ここで、分散媒としては、水、あるいはヘキサン、トルエン、p-キシレン、メタノール等を用いることができる。
【0015】
そして、このスラリーを混練した後(ステップS106)、スラリーを型に注入し、所定方向の磁場をかけながら圧縮成形することで磁場中成形を行う(ステップS107)。
この後、得られた成形体を焼成して焼結させることで、フェライト磁石を得る(ステップS108)。この後、所定形状への加工を経て、製品としてのフェライト磁石が完成する(ステップS109〜S110)。
【0016】
図2、図3は、上記したようなステップS107の磁場中成形を行う工程で用いる磁場中成形装置10の概略構成を示す図である。
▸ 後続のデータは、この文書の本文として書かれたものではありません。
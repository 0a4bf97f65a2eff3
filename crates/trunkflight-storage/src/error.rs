//! Storage error types.

/// Errors that can occur during catalog operations.
#[derive(Debug, thiserror::Error)]
pub enum StorageError {
    /// The requested record was not found.
    #[error("{entity} not found: {id}")]
    NotFound {
        /// The kind of record (e.g., "git repo").
        entity: String,
        /// The identifier that was looked up.
        id: String,
    },

    /// Failed to establish or maintain a database connection.
    #[error("connection error: {0}")]
    Connection(String),

    /// A transaction operation failed.
    #[error("transaction error: {0}")]
    Transaction(String),

    /// Creating the schema or applying a migration failed.
    #[error("migration {name} failed: {reason}")]
    Migration {
        /// Name of the migration that failed.
        name: String,
        /// Underlying error description.
        reason: String,
    },

    /// A raw SQLite query error.
    #[error("query error: {0}")]
    Query(#[from] rusqlite::Error),
}

/// Convenience alias used throughout the storage crate.
pub type Result<T> = std::result::Result<T, StorageError>;

impl StorageError {
    /// Creates a [`StorageError::NotFound`] for the given entity kind and id.
    pub fn not_found(entity: impl Into<String>, id: impl Into<String>) -> Self {
        Self::NotFound {
            entity: entity.into(),
            id: id.into(),
        }
    }

    /// Returns `true` if this is a [`StorageError::NotFound`].
    pub fn is_not_found(&self) -> bool {
        matches!(self, Self::NotFound { .. })
    }

    /// Returns `true` if the error came from a violated UNIQUE, FOREIGN KEY
    /// or NOT NULL constraint.
    pub fn is_constraint_violation(&self) -> bool {
        match self {
            Self::Query(rusqlite::Error::SqliteFailure(e, _)) => {
                e.code == rusqlite::ErrorCode::ConstraintViolation
            }
            _ => false,
        }
    }
}
//! `tf list` -- registered repositories and their commands.

use anyhow::{Context, Result};
use trunkflight_storage::Catalog;

use crate::context::RuntimeContext;
use crate::output::{RepoView, format_repo_entry, output_json};

/// Execute the `tf list` command.
pub fn run(ctx: &RuntimeContext) -> Result<()> {
    let store = ctx.open_store()?;
    let entries = store
        .list_repo_entries()
        .context("failed to read the catalog")?;

    if ctx.json {
        let views: Vec<RepoView> = entries.iter().map(RepoView::from_entry).collect();
        output_json(&views);
        return Ok(());
    }

    if entries.is_empty() {
        if !ctx.quiet {
            println!("No repositories registered.");
        }
        return Ok(());
    }
    for entry in &entries {
        println!("{}", format_repo_entry(entry));
    }
    Ok(())
}
//! [`SqliteStore`] -- SQLite-backed catalog implementation.

use std::path::Path;
use std::sync::Mutex;

use rusqlite::Connection;
use tracing::{debug, info};

use crate::error::{Result, StorageError};
use crate::sqlite::schema;

/// SQLite-backed implementation of the [`Catalog`](crate::traits::Catalog) trait.
///
/// Wraps a [`rusqlite::Connection`] in a `Mutex` for thread safety. One
/// store is opened per process; all public methods acquire the lock,
/// execute SQL, and release it.
pub struct SqliteStore {
    /// The mutex-protected SQLite connection.
    pub(crate) conn: Mutex<Connection>,
}

impl SqliteStore {
    /// Opens (or creates) a catalog database at the given path.
    ///
    /// Enables WAL mode and foreign keys, then ensures the schema.
    pub fn open(path: impl AsRef<Path>) -> Result<Self> {
        let path = path.as_ref();
        info!(?path, "opening catalog database");

        let conn = Connection::open(path).map_err(|e| {
            StorageError::Connection(format!("failed to open {}: {e}", path.display()))
        })?;

        let store = Self {
            conn: Mutex::new(conn),
        };
        store.configure_connection()?;
        store.ensure_schema()?;

        Ok(store)
    }

    /// Opens an in-memory catalog (useful for tests).
    pub fn open_in_memory() -> Result<Self> {
        debug!("opening in-memory catalog database");
        let conn = Connection::open_in_memory()
            .map_err(|e| StorageError::Connection(format!("failed to open in-memory db: {e}")))?;

        let store = Self {
            conn: Mutex::new(conn),
        };
        store.configure_connection()?;
        store.ensure_schema()?;

        Ok(store)
    }

    /// Sets connection pragmas (WAL mode, foreign keys, busy timeout).
    fn configure_connection(&self) -> Result<()> {
        let conn = self.lock_conn()?;

        conn.execute_batch(
            "PRAGMA journal_mode = WAL;
             PRAGMA foreign_keys = ON;
             PRAGMA busy_timeout = 5000;",
        )
        .map_err(|e| StorageError::Connection(format!("failed to set pragmas: {e}")))?;

        Ok(())
    }

    /// Creates all tables and indexes that do not exist and records the
    /// schema version. Safe to call any number of times; a catalog missing
    /// a table or index is repaired.
    pub fn ensure_schema(&self) -> Result<()> {
        let conn = self.lock_conn()?;

        for stmt in schema::SCHEMA_STATEMENTS {
            conn.execute_batch(stmt).map_err(|e| StorageError::Migration {
                name: "ensure_schema".into(),
                reason: format!("{e}\nStatement: {}", truncate(stmt.trim(), 120)),
            })?;
        }

        let version = user_version(&conn)?;
        if version >= schema::CURRENT_SCHEMA_VERSION {
            debug!(version, "schema already at current version");
            return Ok(());
        }

        conn.pragma_update(None, "user_version", schema::CURRENT_SCHEMA_VERSION)
            .map_err(|e| StorageError::Migration {
                name: "user_version".into(),
                reason: e.to_string(),
            })?;

        info!(from = version, to = schema::CURRENT_SCHEMA_VERSION, "catalog schema versioned");
        Ok(())
    }

    /// Acquires the connection lock. Helper used by all operation modules.
    pub(crate) fn lock_conn(&self) -> Result<std::sync::MutexGuard<'_, Connection>> {
        self.conn
            .lock()
            .map_err(|e| StorageError::Connection(format!("mutex poisoned: {e}")))
    }
}

impl std::fmt::Debug for SqliteStore {
    fn fmt(&self, f: &mut std::fmt::Formatter<'_>) -> std::fmt::Result {
        f.debug_struct("SqliteStore").finish_non_exhaustive()
    }
}

fn user_version(conn: &Connection) -> Result<i32> {
    conn.query_row("PRAGMA user_version", [], |row| row.get(0))
        .map_err(|e| StorageError::Migration {
            name: "user_version".into(),
            reason: e.to_string(),
        })
}

/// Truncates a string for error messages.
fn truncate(s: &str, max: usize) -> String {
    match s.char_indices().nth(max) {
        Some((idx, _)) => format!("{}...", &s[..idx]),
        None => s.to_string(),
    }
}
磁場中成形装置10は、所定濃度に調製されたスラリーに対し、磁場中で圧縮成形を施すことで、フェライト粒子を配向させ、所定形状のフェライト磁石を形成するものである。図2に示すように、この磁場中成形装置10は、複数のフェライト磁石を多数個取りで形成するため、複数のキャビティ11を有している。
【0017】
図3は、この磁場中成形装置10の一つのキャビティ11を対象とした断面図である。この図3に示すように、磁場中成形装置10には、金型12として上型12A、下型12B、臼型12Sが備えられている。上型12Aは、臼型12Sと対向するように設けられ、下型12Bは、臼型12Sに形成された孔に下方から挿入されて設けられている。上型12A、下型12Bの少なくとも一方は、図示しない駆動シリンダ等を駆動源として、上型12A、下型12Bを互いに接近・離間させる方向に動作可能となっている。本実施の形態においては、下型12Bが、上型12Aに対し所定のストロークで上下動するようになっている。
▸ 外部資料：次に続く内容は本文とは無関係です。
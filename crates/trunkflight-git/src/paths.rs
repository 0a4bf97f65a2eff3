//! Path policy and symlink-aware path comparison.
//!
//! Sandbox roots usually live under the OS temp directory, which is a
//! symlink on some platforms (`/var` -> `/private/var` on macOS). Paths
//! recorded in mirror metadata and paths supplied by callers are therefore
//! compared only after [`canonical_path`].

use std::path::{Component, Path, PathBuf};

use crate::error::{GitError, Result};

// ---------------------------------------------------------------------------
// Public API
// ---------------------------------------------------------------------------

/// Fails with [`GitError::PathPolicyViolation`] unless `path` is absolute
/// and fully qualified (on Windows: drive or UNC prefix plus root).
pub fn ensure_fully_qualified(path: &Path) -> Result<()> {
    if path.is_absolute() {
        Ok(())
    } else {
        Err(GitError::PathPolicyViolation {
            path: path.to_path_buf(),
        })
    }
}

/// Resolves symlinks component by component, left to right, like POSIX
/// `realpath`.
///
/// Unlike [`std::fs::canonicalize`] the path does not have to exist: a
/// component that is missing or is not a link is kept as written. `.` is
/// dropped and `..` removes the previously resolved component.
pub fn canonical_path(path: &Path) -> PathBuf {
    let mut resolved = PathBuf::new();

    for component in path.components() {
        match component {
            Component::CurDir => {}
            Component::ParentDir => {
                resolved.pop();
            }
            other => {
                resolved.push(other.as_os_str());
                let is_link = std::fs::symlink_metadata(&resolved)
                    .map(|m| m.file_type().is_symlink())
                    .unwrap_or(false);
                if is_link {
                    if let Ok(target) = std::fs::canonicalize(&resolved) {
                        resolved = strip_verbatim(target);
                    }
                }
            }
        }
    }

    resolved
}

/// Returns `true` if both paths name the same location after
/// [`canonical_path`].
pub fn same_location(a: &Path, b: &Path) -> bool {
    canonical_path(a) == canonical_path(b)
}

/// Converts a path read from a git metadata file to native form.
///
/// libgit2 writes forward slashes on every platform; Git for Windows may
/// also write MSYS-style `/c/Users/...` paths.
pub fn normalize_git_path(path: &str) -> PathBuf {
    let path = path.trim();

    // On non-Windows, return as-is.
    if std::path::MAIN_SEPARATOR != '\\' {
        return PathBuf::from(path);
    }

    // Convert /c/Users/... to C:\Users\...
    if path.len() >= 3
        && path.as_bytes()[0] == b'/'
        && path.as_bytes()[2] == b'/'
        && path.as_bytes()[1].is_ascii_alphabetic()
    {
        let drive = path.as_bytes()[1].to_ascii_uppercase() as char;
        let rest = &path[2..];
        return PathBuf::from(format!("{drive}:{}", rest.replace('/', "\\")));
    }

    // Convert C:/Users/... to C:\Users\...
    PathBuf::from(path.replace('/', "\\"))
}

// ---------------------------------------------------------------------------
// Internal helpers
// ---------------------------------------------------------------------------

/// Drops the `\\?\` prefix `canonicalize` adds on Windows so resolved and
/// unresolved paths stay comparable.
fn strip_verbatim(path: PathBuf) -> PathBuf {
    match path.to_str().and_then(|s| s.strip_prefix(r"\\?\")) {
        Some(rest) if !rest.starts_with("UNC\\") => PathBuf::from(rest),
        _ => path,
    }
}

// ---------------------------------------------------------------------------
// Tests
// ---------------------------------------------------------------------------
//! `tf completion` -- generate shell completions.
//!
//! Uses `clap_complete` to generate shell completion scripts for
//! Bash, Zsh, Fish, and PowerShell.

use clap::CommandFactory;
use clap_complete::{Shell, generate};

use crate::cli::{Cli, CompletionArgs, CompletionCommands};

/// Execute the `tf completion` command.
pub fn run(args: &CompletionArgs) {
    let shell = match &args.command {
        CompletionCommands::Bash => Shell::Bash,
        CompletionCommands::Zsh => Shell::Zsh,
        CompletionCommands::Fish => Shell::Fish,
        CompletionCommands::Powershell => Shell::PowerShell,
    };

    let mut cmd = Cli::command();
    generate(shell, &mut cmd, "tf", &mut std::io::stdout());
}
また、臼型12Sは、固定されていてもよいし、上下動可能でも良い。
【0018】
図2に示したように、臼型12Sには、個々のキャビティ11にスラリーを注入するための注入パス13が形成されている。この注入パス13は、外部に設けられた材料容器14から、材料供給管15を介し、ポンプ16によって送り込まれるスラリーを、個々のキャビティ11に分配・注入するようになっている。
【0019】
図3に示したように、個々の下型12Bは、そのストローク終端位置において、キャビティ11にて、スラリーを所定の形状に圧縮成形するようになっている。ここで、臼型12Sには、下型12Bとの隙間をシールするシール部材17が設けられている。
上型12Aと臼型12Sの合わせ面には、キャビティ11からスラリーに含まれる水分を排出するための濾布18が挟み込まれている。スラリーに含まれる水分は、濾布18を伝い、上型12Aと臼型12Sの合わせ面から上型12Aおよび臼型12Sの外部に導き出され、これによって脱水がなされるようになっている。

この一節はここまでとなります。